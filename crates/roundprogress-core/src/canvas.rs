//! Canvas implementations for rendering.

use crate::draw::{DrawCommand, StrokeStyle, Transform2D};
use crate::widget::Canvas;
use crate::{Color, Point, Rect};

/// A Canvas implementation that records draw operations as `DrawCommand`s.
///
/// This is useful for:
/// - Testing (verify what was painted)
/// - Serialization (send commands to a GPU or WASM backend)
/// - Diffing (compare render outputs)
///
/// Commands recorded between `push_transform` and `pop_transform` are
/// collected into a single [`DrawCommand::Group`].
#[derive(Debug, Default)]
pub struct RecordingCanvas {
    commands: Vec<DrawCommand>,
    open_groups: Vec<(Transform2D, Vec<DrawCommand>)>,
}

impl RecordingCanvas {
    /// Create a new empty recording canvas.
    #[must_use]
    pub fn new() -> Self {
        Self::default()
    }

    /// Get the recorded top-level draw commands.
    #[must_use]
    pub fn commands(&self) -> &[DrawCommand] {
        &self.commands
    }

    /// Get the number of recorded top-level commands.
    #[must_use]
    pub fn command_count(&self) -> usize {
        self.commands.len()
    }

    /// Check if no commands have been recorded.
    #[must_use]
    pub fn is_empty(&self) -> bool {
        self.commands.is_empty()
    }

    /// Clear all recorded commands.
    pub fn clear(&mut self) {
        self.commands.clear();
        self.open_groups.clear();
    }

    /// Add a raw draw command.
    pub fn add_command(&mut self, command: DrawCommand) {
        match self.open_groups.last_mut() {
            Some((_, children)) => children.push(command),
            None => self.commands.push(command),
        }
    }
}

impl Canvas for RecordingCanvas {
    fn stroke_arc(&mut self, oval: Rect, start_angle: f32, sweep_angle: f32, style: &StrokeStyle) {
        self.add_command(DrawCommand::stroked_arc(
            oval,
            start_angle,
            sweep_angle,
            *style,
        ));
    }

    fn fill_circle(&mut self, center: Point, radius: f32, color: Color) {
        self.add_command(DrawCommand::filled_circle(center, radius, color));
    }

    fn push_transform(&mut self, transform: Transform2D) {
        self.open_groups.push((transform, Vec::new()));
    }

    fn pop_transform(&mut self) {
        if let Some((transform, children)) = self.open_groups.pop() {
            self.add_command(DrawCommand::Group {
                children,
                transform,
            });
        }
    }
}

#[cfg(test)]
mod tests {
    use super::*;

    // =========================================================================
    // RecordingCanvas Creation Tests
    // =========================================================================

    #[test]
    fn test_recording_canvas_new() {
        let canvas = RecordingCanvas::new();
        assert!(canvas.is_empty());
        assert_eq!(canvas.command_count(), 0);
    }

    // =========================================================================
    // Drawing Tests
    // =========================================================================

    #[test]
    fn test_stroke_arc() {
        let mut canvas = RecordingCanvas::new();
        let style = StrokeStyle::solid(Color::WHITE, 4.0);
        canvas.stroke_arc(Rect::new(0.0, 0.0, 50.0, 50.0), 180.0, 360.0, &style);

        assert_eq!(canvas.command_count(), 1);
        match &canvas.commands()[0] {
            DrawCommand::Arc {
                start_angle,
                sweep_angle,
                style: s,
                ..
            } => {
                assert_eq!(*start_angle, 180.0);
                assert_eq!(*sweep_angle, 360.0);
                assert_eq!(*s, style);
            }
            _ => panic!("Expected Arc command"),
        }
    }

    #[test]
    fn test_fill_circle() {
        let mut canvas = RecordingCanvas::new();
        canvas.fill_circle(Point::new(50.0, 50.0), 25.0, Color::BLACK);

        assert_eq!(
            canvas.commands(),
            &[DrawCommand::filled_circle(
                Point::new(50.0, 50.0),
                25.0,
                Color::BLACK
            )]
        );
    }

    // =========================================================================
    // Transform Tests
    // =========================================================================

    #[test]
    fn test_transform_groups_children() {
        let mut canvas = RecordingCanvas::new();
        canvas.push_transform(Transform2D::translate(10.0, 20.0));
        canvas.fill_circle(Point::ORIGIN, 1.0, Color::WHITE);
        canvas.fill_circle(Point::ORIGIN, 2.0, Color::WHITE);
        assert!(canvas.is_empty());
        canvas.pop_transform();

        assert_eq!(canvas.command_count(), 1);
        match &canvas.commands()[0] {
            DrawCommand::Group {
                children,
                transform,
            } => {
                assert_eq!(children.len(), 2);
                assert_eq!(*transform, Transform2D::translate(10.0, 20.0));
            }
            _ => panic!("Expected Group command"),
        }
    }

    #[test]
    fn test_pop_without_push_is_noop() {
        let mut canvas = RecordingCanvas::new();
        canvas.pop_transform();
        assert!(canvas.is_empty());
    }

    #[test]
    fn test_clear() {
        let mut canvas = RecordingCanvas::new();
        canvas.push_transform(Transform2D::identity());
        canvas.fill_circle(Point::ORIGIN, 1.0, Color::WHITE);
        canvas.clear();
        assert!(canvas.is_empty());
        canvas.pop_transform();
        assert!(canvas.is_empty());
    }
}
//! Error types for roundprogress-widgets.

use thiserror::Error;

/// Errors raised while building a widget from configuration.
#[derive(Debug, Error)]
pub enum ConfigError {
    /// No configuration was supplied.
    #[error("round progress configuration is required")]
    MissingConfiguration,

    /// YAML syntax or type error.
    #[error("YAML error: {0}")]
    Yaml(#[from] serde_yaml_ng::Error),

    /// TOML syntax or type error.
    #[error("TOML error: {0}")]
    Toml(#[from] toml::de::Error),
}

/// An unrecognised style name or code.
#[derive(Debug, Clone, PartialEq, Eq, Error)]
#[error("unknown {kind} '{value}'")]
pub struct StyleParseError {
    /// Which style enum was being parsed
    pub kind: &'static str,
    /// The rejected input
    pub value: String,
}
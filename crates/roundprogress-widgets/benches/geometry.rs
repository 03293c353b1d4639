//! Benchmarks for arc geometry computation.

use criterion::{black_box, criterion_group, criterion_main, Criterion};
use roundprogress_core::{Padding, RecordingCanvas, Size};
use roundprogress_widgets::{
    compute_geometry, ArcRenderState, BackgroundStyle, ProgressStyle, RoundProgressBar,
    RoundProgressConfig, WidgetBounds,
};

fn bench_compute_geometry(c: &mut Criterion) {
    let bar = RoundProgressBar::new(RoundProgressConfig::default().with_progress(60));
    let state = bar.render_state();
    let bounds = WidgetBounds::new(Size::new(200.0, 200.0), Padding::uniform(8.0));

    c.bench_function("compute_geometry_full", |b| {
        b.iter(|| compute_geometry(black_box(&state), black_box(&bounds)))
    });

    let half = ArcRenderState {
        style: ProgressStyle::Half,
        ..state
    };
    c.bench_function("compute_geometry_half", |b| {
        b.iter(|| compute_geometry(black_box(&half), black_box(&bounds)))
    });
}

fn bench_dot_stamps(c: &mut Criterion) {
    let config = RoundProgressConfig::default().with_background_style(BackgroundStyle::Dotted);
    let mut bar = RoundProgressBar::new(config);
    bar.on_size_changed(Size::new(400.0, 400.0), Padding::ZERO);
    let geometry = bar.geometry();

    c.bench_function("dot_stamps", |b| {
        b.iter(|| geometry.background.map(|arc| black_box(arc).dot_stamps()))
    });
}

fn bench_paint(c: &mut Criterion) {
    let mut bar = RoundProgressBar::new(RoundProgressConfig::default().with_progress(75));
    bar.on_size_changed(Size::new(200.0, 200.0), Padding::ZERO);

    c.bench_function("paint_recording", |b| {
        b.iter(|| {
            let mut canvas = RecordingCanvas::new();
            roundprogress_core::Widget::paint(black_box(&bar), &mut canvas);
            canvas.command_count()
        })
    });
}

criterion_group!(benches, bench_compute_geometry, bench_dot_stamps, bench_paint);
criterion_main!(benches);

▶ _WORK INSTRUCTIONS_:
Exactly as they stand, write out all of the entries.

▶ _EXPECTED ANSWER_:
filename crates/roundprogress-core/src/canvas.rs
//! Canvas implementations for rendering.

use crate::draw::{DrawCommand, StrokeStyle, Transform2D};
use crate::widget::Canvas;
use crate::{Color, Point, Rect};

/// A Canvas implementation that records draw operations as `DrawCommand`s.
///
/// This is useful for:
/// - Testing (verify what was painted)
/// - Serialization (send commands to a GPU or WASM backend)
/// - Diffing (compare render outputs)
///
/// Commands recorded between `push_transform` and `pop_transform` are
/// collected into a single [`DrawCommand::Group`].
#[derive(Debug, Default)]
pub struct RecordingCanvas {
    commands: Vec<DrawCommand>,
    open_groups: Vec<(Transform2D, Vec<DrawCommand>)>,
}

impl RecordingCanvas {
    /// Create a new empty recording canvas.
    #[must_use]
    pub fn new() -> Self {
        Self::default()
    }

    /// Get the recorded top-level draw commands.
    #[must_use]
    pub fn commands(&self) -> &[DrawCommand] {
        &self.commands
    }

    /// Get the number of recorded top-level commands.
    #[must_use]
    pub fn command_count(&self) -> usize {
        self.commands.len()
    }

    /// Check if no commands have been recorded.
    #[must_use]
    pub fn is_empty(&self) -> bool {
        self.commands.is_empty()
    }

    /// Clear all recorded commands.
    pub fn clear(&mut self) {
        self.commands.clear();
        self.open_groups.clear();
    }

    /// Add a raw draw command.
    pub fn add_command(&mut self, command: DrawCommand) {
        match self.open_groups.last_mut() {
            Some((_, children)) => children.push(command),
            None => self.commands.push(command),
        }
    }
}

impl Canvas for RecordingCanvas {
    fn stroke_arc(&mut self, oval: Rect, start_angle: f32, sweep_angle: f32, style: &StrokeStyle) {
        self.add_command(DrawCommand::stroked_arc(
            oval,
            start_angle,
            sweep_angle,
            *style,
        ));
    }

    fn fill_circle(&mut self, center: Point, radius: f32, color: Color) {
        self.add_command(DrawCommand::filled_circle(center, radius, color));
    }

    fn push_transform(&mut self, transform: Transform2D) {
        self.open_groups.push((transform, Vec::new()));
    }

    fn pop_transform(&mut self) {
        if let Some((transform, children)) = self.open_groups.pop() {
            self.add_command(DrawCommand::Group {
                children,
                transform,
            });
        }
    }
}

#[cfg(test)]
mod tests {
    use super::*;

    // =========================================================================
    // RecordingCanvas Creation Tests
    // =========================================================================

    #[test]
    fn test_recording_canvas_new() {
        let canvas = RecordingCanvas::new();
        assert!(canvas.is_empty());
        assert_eq!(canvas.command_count(), 0);
    }

    // =========================================================================
    // Drawing Tests
    // =========================================================================

    #[test]
    fn test_stroke_arc() {
        let mut canvas = RecordingCanvas::new();
        let style = StrokeStyle::solid(Color::WHITE, 4.0);
        canvas.stroke_arc(Rect::new(0.0, 0.0, 50.0, 50.0), 180.0, 360.0, &style);

        assert_eq!(canvas.command_count(), 1);
        match &canvas.commands()[0] {
            DrawCommand::Arc {
                start_angle,
                sweep_angle,
                style: s,
                ..
            } => {
                assert_eq!(*start_angle, 180.0);
                assert_eq!(*sweep_angle, 360.0);
                assert_eq!(*s, style);
            }
            _ => panic!("Expected Arc command"),
        }
    }

    #[test]
    fn test_fill_circle() {
        let mut canvas = RecordingCanvas::new();
        canvas.fill_circle(Point::new(50.0, 50.0), 25.0, Color::BLACK);

        assert_eq!(
            canvas.commands(),
            &[DrawCommand::filled_circle(
                Point::new(50.0, 50.0),
                25.0,
                Color::BLACK
            )]
        );
    }

    // =========================================================================
    // Transform Tests
    // =========================================================================

    #[test]
    fn test_transform_groups_children() {
        let mut canvas = RecordingCanvas::new();
        canvas.push_transform(Transform2D::translate(10.0, 20.0));
        canvas.fill_circle(Point::ORIGIN, 1.0, Color::WHITE);
        canvas.fill_circle(Point::ORIGIN, 2.0, Color::WHITE);
        assert!(canvas.is_empty());
        canvas.pop_transform();

        assert_eq!(canvas.command_count(), 1);
        match &canvas.commands()[0] {
            DrawCommand::Group {
                children,
                transform,
            } => {
                assert_eq!(children.len(), 2);
                assert_eq!(*transform, Transform2D::translate(10.0, 20.0));
            }
            _ => panic!("Expected Group command"),
        }
    }

    #[test]
    fn test_pop_without_push_is_noop() {
        let mut canvas = RecordingCanvas::new();
        canvas.pop_transform();
        assert!(canvas.is_empty());
    }

    #[test]
    fn test_clear() {
        let mut canvas = RecordingCanvas::new();
        canvas.push_transform(Transform2D::identity());
        canvas.fill_circle(Point::ORIGIN, 1.0, Color::WHITE);
        canvas.clear();
        assert!(canvas.is_empty());
        canvas.pop_transform();
        assert!(canvas.is_empty());
    }
}
//! Error types for roundprogress-widgets.

use thiserror::Error;

/// Errors raised while building a widget from configuration.
#[derive(Debug, Error)]
pub enum ConfigError {
    /// No configuration was supplied.
    #[error("round progress configuration is required")]
    MissingConfiguration,

    /// YAML syntax or type error.
    #[error("YAML error: {0}")]
    Yaml(#[from] serde_yaml_ng::Error),

    /// TOML syntax or type error.
    #[error("TOML error: {0}")]
    Toml(#[from] toml::de::Error),
}

/// An unrecognised style name or code.
#[derive(Debug, Clone, PartialEq, Eq, Error)]
#[error("unknown {kind} '{value}'")]
pub struct StyleParseError {
    /// Which style enum was being parsed
    pub kind: &'static str,
    /// The rejected input
    pub value: String,
}
filename crates/roundprogress-widgets/benches/geometry.rs
repository 03293c353b1d4639
//! Benchmarks for arc geometry computation.

use criterion::{black_box, criterion_group, criterion_main, Criterion};
use roundprogress_core::{Padding, RecordingCanvas, Size};
use roundprogress_widgets::{
    compute_geometry, ArcRenderState, BackgroundStyle, ProgressStyle, RoundProgressBar,
    RoundProgressConfig, WidgetBounds,
};

fn bench_compute_geometry(c: &mut Criterion) {
    let bar = RoundProgressBar::new(RoundProgressConfig::default().with_progress(60));
    let state = bar.render_state();
    let bounds = WidgetBounds::new(Size::new(200.0, 200.0), Padding::uniform(8.0));

    c.bench_function("compute_geometry_full", |b| {
        b.iter(|| compute_geometry(black_box(&state), black_box(&bounds)))
    });

    let half = ArcRenderState {
        style: ProgressStyle::Half,
        ..state
    };
    c.bench_function("compute_geometry_half", |b| {
        b.iter(|| compute_geometry(black_box(&half), black_box(&bounds)))
    });
}

fn bench_dot_stamps(c: &mut Criterion) {
    let config = RoundProgressConfig::default().with_background_style(BackgroundStyle::Dotted);
    let mut bar = RoundProgressBar::new(config);
    bar.on_size_changed(Size::new(400.0, 400.0), Padding::ZERO);
    let geometry = bar.geometry();

    c.bench_function("dot_stamps", |b| {
        b.iter(|| geometry.background.map(|arc| black_box(arc).dot_stamps()))
    });
}

fn bench_paint(c: &mut Criterion) {
    let mut bar = RoundProgressBar::new(RoundProgressConfig::default().with_progress(75));
    bar.on_size_changed(Size::new(200.0, 200.0), Padding::ZERO);

    c.bench_function("paint_recording", |b| {
        b.iter(|| {
            let mut canvas = RecordingCanvas::new();
            roundprogress_core::Widget::paint(black_box(&bar), &mut canvas);
            canvas.command_count()
        })
    });
}

criterion_group!(benches, bench_compute_geometry, bench_dot_stamps, bench_paint);
criterion_main!(benches);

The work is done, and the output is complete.